(Records excerpted from a collection)
——————————

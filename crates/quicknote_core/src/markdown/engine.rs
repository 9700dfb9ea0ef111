//! AST-driven markdown style engine.

use super::ast::{parse, Node, NodeKind};
use super::lists::{checkbox_span, list_marker};
use super::position::SourcePositionMapper;
use super::style::{StylePatch, StyleSheet};
use crate::text::{char_len, slice_chars, LineIndex};
use crate::theme::{ColorToken, FontRole};
use std::cell::Cell;
use std::ops::Range;
use std::time::Instant;
use tracing::{debug, info};

/// A fenced or indented code block found during a pass.
#[derive(Clone, Debug, PartialEq, Eq)]
pub struct CodeBlockInfo {
    pub language: Option<String>,
    pub raw_content: String,
    /// Whole block, fences included.
    pub range: Range<usize>,
    /// First char of the code body (line after the opening fence).
    pub content_start: usize,
    /// Buffer offset of each `raw_content` line, past any container prefix
    /// (`> `, list indent). `None` when the line could not be matched.
    pub line_starts: Vec<Option<usize>>,
}

/// An image reference with a usable source.
#[derive(Clone, Debug, PartialEq, Eq)]
pub struct ImageInfo {
    pub source: String,
    /// The `![alt](source)` occurrence.
    pub range: Range<usize>,
}

/// Side metadata of one highlight pass.
#[derive(Clone, Debug, Default, PartialEq, Eq)]
pub struct HighlightResult {
    pub code_blocks: Vec<CodeBlockInfo>,
    pub images: Vec<ImageInfo>,
}

impl HighlightResult {
    pub fn is_empty(&self) -> bool {
        self.code_blocks.is_empty() && self.images.is_empty()
    }
}

/// Style instructions plus metadata produced by [`MarkdownStyleEngine::highlight`].
#[derive(Clone, Debug, PartialEq, Eq)]
pub struct HighlightPass {
    pub sheet: StyleSheet,
    pub result: HighlightResult,
}

impl HighlightPass {
    /// Pass returned when a nested call is rejected.
    pub fn empty() -> Self {
        Self {
            sheet: StyleSheet::new(0),
            result: HighlightResult::default(),
        }
    }
}

/// Text buffer that can be restyled by the engine.
pub trait StyleTarget {
    /// Snapshot of the current buffer text.
    fn text(&self) -> String;

    /// Replace all styling with `sheet` (base reset, then ranges in order).
    fn apply_styles(&mut self, sheet: &StyleSheet);
}

/// Markdown highlighter with a re-entrancy guard.
#[derive(Debug, Default)]
pub struct MarkdownStyleEngine {
    in_pass: Cell<bool>,
}

struct PassGuard<'a> {
    flag: &'a Cell<bool>,
}

impl<'a> PassGuard<'a> {
    fn acquire(flag: &'a Cell<bool>) -> Option<Self> {
        if flag.replace(true) {
            return None;
        }
        Some(Self { flag })
    }
}

impl Drop for PassGuard<'_> {
    fn drop(&mut self) {
        self.flag.set(false);
    }
}

impl MarkdownStyleEngine {
    pub fn new() -> Self {
        Self::default()
    }

    /// True while a pass is running.
    pub fn is_highlighting(&self) -> bool {
        self.in_pass.get()
    }

    /// Compute styles and metadata for `text`.
    ///
    /// # Returns
    /// An empty pass when called from inside another pass.
    pub fn highlight(&self, text: &str) -> HighlightPass {
        let Some(_guard) = PassGuard::acquire(&self.in_pass) else {
            debug!("rejecting nested highlight pass");
            return HighlightPass::empty();
        };
        run_pass(text)
    }

    /// Highlight the target's text and apply the styles to it.
    ///
    /// The guard stays held while the target applies styles, so a target
    /// that re-enters the engine from `apply_styles` gets an empty result.
    pub fn highlight_into(&self, target: &mut dyn StyleTarget) -> HighlightResult {
        self.highlight_into_with(target, |_, _| {})
    }

    /// Like [`Self::highlight_into`], letting `decorate` append ranges (for
    /// example code-block colouring) before the sheet is applied.
    pub fn highlight_into_with<F>(&self, target: &mut dyn StyleTarget, decorate: F) -> HighlightResult
    where
        F: FnOnce(&HighlightResult, &mut StyleSheet),
    {
        let Some(_guard) = PassGuard::acquire(&self.in_pass) else {
            debug!("rejecting nested highlight pass");
            return HighlightResult::default();
        };
        let text = target.text();
        let mut pass = run_pass(&text);
        decorate(&pass.result, &mut pass.sheet);
        target.apply_styles(&pass.sheet);
        pass.result
    }
}

fn run_pass(text: &str) -> HighlightPass {
    let started = Instant::now();
    let document = parse(text);
    let mut walker = HighlightWalker::new(text);
    walker.visit(&document, None);
    let pass = walker.finish();
    info!(
        "highlighted {} chars: {} ranges, {} code blocks, {} images in {:?}",
        pass.sheet.buffer_len(),
        pass.sheet.ranges().len(),
        pass.result.code_blocks.len(),
        pass.result.images.len(),
        started.elapsed()
    );
    pass
}

struct HighlightWalker<'a> {
    text: &'a str,
    mapper: SourcePositionMapper<'a>,
    lines: LineIndex,
    sheet: StyleSheet,
    result: HighlightResult,
}

impl<'a> HighlightWalker<'a> {
    fn new(text: &'a str) -> Self {
        let lines = LineIndex::new(text);
        Self {
            text,
            mapper: SourcePositionMapper::new(text),
            sheet: StyleSheet::new(lines.len_chars()),
            lines,
            result: HighlightResult::default(),
        }
    }

    fn finish(self) -> HighlightPass {
        HighlightPass {
            sheet: self.sheet,
            result: self.result,
        }
    }

    fn node_range(&self, node: &Node) -> Option<Range<usize>> {
        let source = node.range?;
        let range = match self.mapper.try_resolve_range(&source) {
            Ok(range) => range,
            Err(err) => {
                debug!("skipping {:?}: {}", node.kind, err);
                return None;
            }
        };
        if range.end > self.lines.len_chars() {
            debug!(
                "skipping {:?}: range {:?} exceeds {} chars",
                node.kind,
                range,
                self.lines.len_chars()
            );
            return None;
        }
        Some(range)
    }

    fn descend(&mut self, node: &Node) {
        for child in &node.children {
            self.visit(child, Some(&node.kind));
        }
    }

    fn visit(&mut self, node: &Node, parent: Option<&NodeKind>) {
        if node.kind.is_leaf() {
            if let Some(range) = self.node_range(node) {
                self.style_leaf(node, range);
            }
            return;
        }
        if let Some(range) = self.node_range(node) {
            self.style_container(&node.kind, parent, range);
        }
        self.descend(node);
    }

    fn style_container(&mut self, kind: &NodeKind, parent: Option<&NodeKind>, range: Range<usize>) {
        match kind {
            NodeKind::Heading { level } => {
                self.sheet.push(
                    range,
                    StylePatch::new()
                        .with_font(FontRole::Heading(*level))
                        .with_foreground(ColorToken::Keyword),
                );
            }
            NodeKind::Strong => {
                self.sheet.push(
                    range,
                    StylePatch::new()
                        .with_font(FontRole::Bold)
                        .with_foreground(ColorToken::Function),
                );
            }
            NodeKind::Emphasis => {
                let patch = if matches!(parent, Some(NodeKind::Strong)) {
                    StylePatch::new()
                        .with_font(FontRole::BoldItalic)
                        .with_foreground(ColorToken::Function)
                } else {
                    StylePatch::new()
                        .with_font(FontRole::Italic)
                        .with_foreground(ColorToken::Foreground)
                };
                self.sheet.push(range, patch);
            }
            NodeKind::Strikethrough => {
                self.sheet.push(
                    range,
                    StylePatch::new()
                        .with_strikethrough()
                        .with_foreground(ColorToken::Comment),
                );
            }
            NodeKind::Link { destination } => {
                let mut patch = StylePatch::new()
                    .with_foreground(ColorToken::Type)
                    .with_underline();
                if let Some(destination) = destination {
                    patch = patch.with_link(destination.clone());
                }
                self.sheet.push(range, patch);
            }
            NodeKind::BlockQuote => {
                self.sheet.push(
                    range,
                    StylePatch::new()
                        .with_font(FontRole::Italic)
                        .with_foreground(ColorToken::Comment),
                );
            }
            NodeKind::ListItem { checkbox, ordered } => {
                self.style_list_item(range, *checkbox, *ordered);
            }
            NodeKind::Document | NodeKind::Paragraph | NodeKind::List { .. } | NodeKind::Other => {}
            NodeKind::InlineCode | NodeKind::CodeBlock { .. } | NodeKind::Image { .. } => {}
        }
    }

    /// Align each body line with its buffer line. The parser strips
    /// container prefixes, so the body line must be a suffix of the buffer
    /// line.
    fn body_line_starts(&self, code: &str, content_start: usize, end: usize) -> Vec<Option<usize>> {
        let first = self.lines.line_of(content_start);
        code.lines()
            .enumerate()
            .map(|(i, body)| {
                let range = self.lines.line_range(first + i);
                if range.start >= end {
                    return None;
                }
                let line = slice_chars(self.text, &range)?.trim_end_matches(['\n', '\r']);
                let body = body.trim_end_matches('\r');
                line.ends_with(body)
                    .then(|| range.start + char_len(line) - char_len(body))
            })
            .collect()
    }

    fn style_leaf(&mut self, node: &Node, range: Range<usize>) {
        match &node.kind {
            NodeKind::InlineCode => {
                self.sheet.push(
                    range,
                    StylePatch::new()
                        .with_font(FontRole::Code)
                        .with_foreground(ColorToken::String)
                        .with_background(ColorToken::InlineCodeBackground),
                );
            }
            NodeKind::CodeBlock {
                language,
                code,
                fenced,
            } => {
                self.sheet.push(
                    range.clone(),
                    StylePatch::new()
                        .with_font(FontRole::Code)
                        .with_background(ColorToken::CodeBlockBackground),
                );
                let content_start = if *fenced {
                    self.lines.line_range_at(range.start).end.min(range.end)
                } else {
                    range.start
                };
                let line_starts = self.body_line_starts(code, content_start, range.end);
                self.result.code_blocks.push(CodeBlockInfo {
                    language: language.clone(),
                    raw_content: code.clone(),
                    range,
                    content_start,
                    line_starts,
                });
            }
            NodeKind::Image { source } => {
                let mut patch = StylePatch::new().with_foreground(ColorToken::Type);
                if let Some(source) = source {
                    patch = patch.with_image_source(source.clone());
                    self.result.images.push(ImageInfo {
                        source: source.clone(),
                        range: range.clone(),
                    });
                }
                self.sheet.push(range, patch);
            }
            _ => {}
        }
    }

    fn style_list_item(&mut self, range: Range<usize>, checkbox: Option<bool>, ordered: bool) {
        let line_range = self.lines.line_range_at(range.start);
        let Some(line) = slice_chars(self.text, &line_range) else {
            return;
        };

        if let Some(checked) = checkbox {
            if let Some(span) = checkbox_span(line, checked) {
                let target = line_range.start + span.start..line_range.start + span.end;
                let color = if checked {
                    ColorToken::Keyword
                } else {
                    ColorToken::Comment
                };
                self.sheet.push(
                    target.clone(),
                    StylePatch::new()
                        .with_foreground(color)
                        .with_checkbox(target),
                );
            }
        }

        if let Some(marker) = list_marker(line, ordered) {
            let color = if ordered {
                ColorToken::Number
            } else {
                ColorToken::Keyword
            };
            self.sheet.push(
                line_range.start + marker.start..line_range.start + marker.end,
                StylePatch::new().with_foreground(color),
            );
        }
    }
}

——————————

Aim of the task: Which lines of the data include the string "Option"? Copy each of them.

Exercise answer:
    pub language: Option<String>,
    pub line_starts: Vec<Option<usize>>,
    fn acquire(flag: &'a Cell<bool>) -> Option<Self> {
    fn node_range(&self, node: &Node) -> Option<Range<usize>> {
    fn visit(&mut self, node: &Node, parent: Option<&NodeKind>) {
    fn style_container(&mut self, kind: &NodeKind, parent: Option<&NodeKind>, range: Range<usize>) {
    fn body_line_starts(&self, code: &str, content_start: usize, end: usize) -> Vec<Option<usize>> {
    fn style_list_item(&mut self, range: Range<usize>, checkbox: Option<bool>, ordered: bool) {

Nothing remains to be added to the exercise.